Firstly, let me start with the basic in stock making, a good stock should be allow to cook slowly so that the fat can rise to the top (just like the market - what goes down must come up but it can also evaporate into the thin air!) and skim off (profit taking and taking stock): allow it to simmer for a long time, in order to extract all the taste and nutrients form the bones, it should strained through a fine sieve to remove any impurities. (get rid of all your bad investments). The stained stock should be reduced until it reaches the proper flavour and consistency. Flexibility and tenacity are keys in the current economy crisis, so please rely on your taste; sometime the stock will have to be reduced more, sometime less. If possible, the stock should be kept in the refrigerator overnight before using, so that remaining fat will harden on the top and can be removed. Meanwhile, as the market may have taken a battering and plummeted in the recent time, I would like to share some reliable Bull and Chicken stocks tips with you.
Bull and Chicken Stock Recipe
1.5 kg beef bones cut into 75mm pieces (ask your butcher to do it)

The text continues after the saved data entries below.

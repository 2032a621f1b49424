//! End-to-end behaviour of the reprojection engine

mod common;

use approx::assert_relative_eq;
use common::{
    assert_images_close, random_image, tan_grid, CountingProjection, FIELD_DEC, FIELD_RA,
};
use ndarray::{Array1, Array2, Array3};
use reproject::{reproject, Parallelism, ReprojectConfig, ReprojectError, Reprojector};
use skyproj::{CarProjection, CelestialFrame, TanProjection};

#[test]
fn test_partition_invariance_across_worker_counts() {
    let shape = (24, 20);
    let image = random_image(shape, 11);
    let src = tan_grid(shape, 0.01, 0.0, CelestialFrame::Icrs);
    let dst = tan_grid(shape, 0.012, 0.0, CelestialFrame::Galactic);

    let serial = reproject(&image, &src, &dst, shape, 1).unwrap();
    assert!(serial.covered_count() > 0);

    for workers in [2i64, 3, shape.1 as i64] {
        let parallel = reproject(&image, &src, &dst, shape, workers).unwrap();
        assert_images_close(&parallel.footprint, &serial.footprint, 1e-9);
        assert_images_close(&parallel.image, &serial.image, 1e-9);
    }

    let auto = reproject(&image, &src, &dst, shape, true).unwrap();
    assert_images_close(&auto.image, &serial.image, 1e-9);
}

#[test]
fn test_flux_conserved_for_contained_source() {
    let src_shape = (30, 30);
    let dst_shape = (50, 50);
    let image = random_image(src_shape, 3);
    let src = tan_grid(src_shape, 0.01, 0.0, CelestialFrame::Icrs);
    let dst = tan_grid(dst_shape, 0.01, 30.0, CelestialFrame::Icrs);

    let result = reproject(&image, &src, &dst, dst_shape, 4).unwrap();

    assert_relative_eq!(result.total_flux(), image.sum(), max_relative = 1e-4);
}

#[test]
fn test_flux_dropped_outside_destination() {
    let shape = (20, 20);
    let image = Array2::<f64>::ones(shape);
    let src = tan_grid(shape, 0.01, 0.0, CelestialFrame::Icrs);
    // Destination covers the left half of the source
    let dst = TanProjection::from_scale(
        [19.5, 9.5],
        [FIELD_RA, FIELD_DEC],
        0.01,
        0.0,
        CelestialFrame::Icrs,
    )
    .unwrap();

    let result = reproject(&image, &src, &dst, shape, 2).unwrap();

    assert_relative_eq!(result.total_flux(), 200.0, max_relative = 1e-3);
}

#[test]
fn test_footprint_bounds() {
    let src_shape = (16, 18);
    let dst_shape = (20, 20);
    let image = random_image(src_shape, 5);
    let src = tan_grid(src_shape, 0.01, 0.0, CelestialFrame::Icrs);
    let dst = TanProjection::from_scale(
        [4.0, 12.0],
        [FIELD_RA, FIELD_DEC],
        0.008,
        17.0,
        CelestialFrame::Icrs,
    )
    .unwrap();

    let result = reproject(&image, &src, &dst, dst_shape, 3).unwrap();

    let mut uncovered = 0;
    for (&weight, &value) in result.footprint.iter().zip(result.image.iter()) {
        assert!(weight >= 0.0, "negative footprint {weight}");
        assert!(weight <= 1.0 + 1e-6, "footprint above one: {weight}");
        if weight == 0.0 {
            assert!(!value.is_finite());
            uncovered += 1;
        }
    }
    assert!(uncovered > 0, "shifted grid should leave pixels uncovered");
}

#[test]
fn test_half_pixel_shift_gives_half_coverage_on_edge() {
    let shape = (10, 10);
    let image = random_image(shape, 9);
    let src = TanProjection::from_scale(
        [4.5, 4.5],
        [FIELD_RA, FIELD_DEC],
        0.01,
        0.0,
        CelestialFrame::Icrs,
    )
    .unwrap();
    let dst = TanProjection::from_scale(
        [5.0, 4.5],
        [FIELD_RA, FIELD_DEC],
        0.01,
        0.0,
        CelestialFrame::Icrs,
    )
    .unwrap();

    let result = reproject(&image, &src, &dst, shape, false).unwrap();

    for row in 0..shape.0 {
        assert_relative_eq!(result.footprint[[row, 0]], 0.5, epsilon = 1e-6);
        assert_relative_eq!(result.image[[row, 0]], image[[row, 0]], epsilon = 1e-6);
        for col in 1..shape.1 {
            assert_relative_eq!(result.footprint[[row, col]], 1.0, epsilon = 1e-6);
        }
    }
}

#[test]
fn test_identity_reprojection() {
    let shape = (15, 12);
    let image = random_image(shape, 21);
    let proj = tan_grid(shape, 0.005, 12.0, CelestialFrame::Icrs);

    for parallelism in [Parallelism::Serial, Parallelism::Workers(3)] {
        let reprojector = Reprojector::new(ReprojectConfig::with_parallelism(parallelism));
        let result = reprojector.reproject(&image, &proj, &proj, shape).unwrap();

        for (&weight, (&value, &expected)) in result
            .footprint
            .iter()
            .zip(result.image.iter().zip(image.iter()))
        {
            assert_relative_eq!(weight, 1.0, epsilon = 1e-6);
            assert_relative_eq!(value, expected, epsilon = 1e-6, max_relative = 1e-6);
        }
    }
}

#[test]
fn test_destination_outside_source_sky() {
    let shape = (8, 8);
    let image = random_image(shape, 1);
    let src = tan_grid(shape, 0.01, 0.0, CelestialFrame::Icrs);

    // Twenty degrees away, and on the opposite side of the sky
    let nearby = TanProjection::from_scale(
        [3.5, 3.5],
        [FIELD_RA + 20.0, FIELD_DEC],
        0.01,
        0.0,
        CelestialFrame::Icrs,
    )
    .unwrap();
    let antipode = TanProjection::from_scale(
        [3.5, 3.5],
        [FIELD_RA + 180.0, -FIELD_DEC],
        0.01,
        0.0,
        CelestialFrame::Icrs,
    )
    .unwrap();

    for dst in [nearby, antipode] {
        let result = reproject(&image, &src, &dst, shape, 2).unwrap();
        assert!(result.footprint.iter().all(|&w| w == 0.0));
        assert!(result.image.iter().all(|v| !v.is_finite()));
    }
}

#[test]
fn test_non_positive_concurrency_rejected_before_work() {
    let shape = (6, 6);
    let image = random_image(shape, 2);

    for workers in [0i64, -1, -8] {
        let src = CountingProjection::new(tan_grid(shape, 0.01, 0.0, CelestialFrame::Icrs));
        let dst = CountingProjection::new(tan_grid(shape, 0.01, 5.0, CelestialFrame::Icrs));

        match reproject(&image, &src, &dst, shape, workers) {
            Err(ReprojectError::InvalidConcurrency(n)) => assert_eq!(n, workers),
            other => panic!("expected InvalidConcurrency, got {other:?}"),
        }
        assert_eq!(src.calls(), 0);
        assert_eq!(dst.calls(), 0);
    }
}

#[test]
fn test_non_two_dimensional_input_rejected() {
    let proj = tan_grid((4, 4), 0.01, 0.0, CelestialFrame::Icrs);

    let cube = Array3::<f64>::zeros((3, 4, 4));
    assert!(matches!(
        reproject(&cube, &proj, &proj, (4, 4), false),
        Err(ReprojectError::UnsupportedDimensionality(3))
    ));

    let line = Array1::<f64>::zeros(4);
    assert!(matches!(
        reproject(&line, &proj, &proj, (4, 4), false),
        Err(ReprojectError::UnsupportedDimensionality(1))
    ));
}

#[test]
fn test_integer_input_matches_float_input() {
    let shape = (10, 9);
    let counts = Array2::from_shape_fn(shape, |(r, c)| (r * 100 + c * 7) as u16);
    let floats = counts.mapv(f64::from);
    let src = tan_grid(shape, 0.01, 0.0, CelestialFrame::Icrs);
    let dst = tan_grid(shape, 0.01, 40.0, CelestialFrame::Icrs);

    let from_counts = reproject(&counts, &src, &dst, shape, 2).unwrap();
    let from_floats = reproject(&floats, &src, &dst, shape, 2).unwrap();

    assert_images_close(&from_counts.image, &from_floats.image, 1e-12);
    assert_images_close(&from_counts.footprint, &from_floats.footprint, 1e-12);
}

#[test]
fn test_tan_to_galactic_car() {
    let src_shape = (20, 20);
    let image = random_image(src_shape, 8);
    let src = tan_grid(src_shape, 0.01, 0.0, CelestialFrame::Icrs);

    let (l, b) = skyproj::convert(
        FIELD_RA,
        FIELD_DEC,
        CelestialFrame::Icrs,
        CelestialFrame::Galactic,
    );
    let dst = CarProjection::new([14.5, 14.5], [l, b], [-0.01, 0.01], CelestialFrame::Galactic)
        .unwrap();

    let serial = reproject(&image, &src, &dst, (30, 30), false).unwrap();
    let parallel = reproject(&image, &src, &dst, (30, 30), 4).unwrap();

    assert!(serial.covered_count() > 0);
    assert!(serial.footprint.iter().all(|&w| (0.0..=1.0 + 1e-6).contains(&w)));
    assert_images_close(&serial.image, &parallel.image, 1e-9);
}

1.5 kg chicken bones (necks or backbones)
3 litres cold water
1 large onion
2 leeks, sliced
2 carrots, peeled
1 stalk celery cut into slices
3 sprigs fresh thyme (if unavailable, 1/2 tsp of dried thyme )
3 bay leaves
In a large stock pot add the bones and water and bring to a boil. Skimming off the the bloody elements and impurities with a slotted spoon. Continue boiling the stock gently, uncovered for 1 hour and removing and discarding any scrum from time to time. While the stock is boiling, stick the cloves into the onion and set it aside. When the stock has boiled for 1 hour, add the onion and remaining ingredient to the boiling stock. Boil gently for 5 hours and continue to skim off fat and scrum from the top occasionally. Strain the stock through a sieve lined with cheesecloth and cool overnight in the refrigerator. Reserve the bones. ( a second stock can still be made from them. Believe me, I am not being frugal) The first batch is a clear and flavourful broth and is used as a delicate soup or soup base.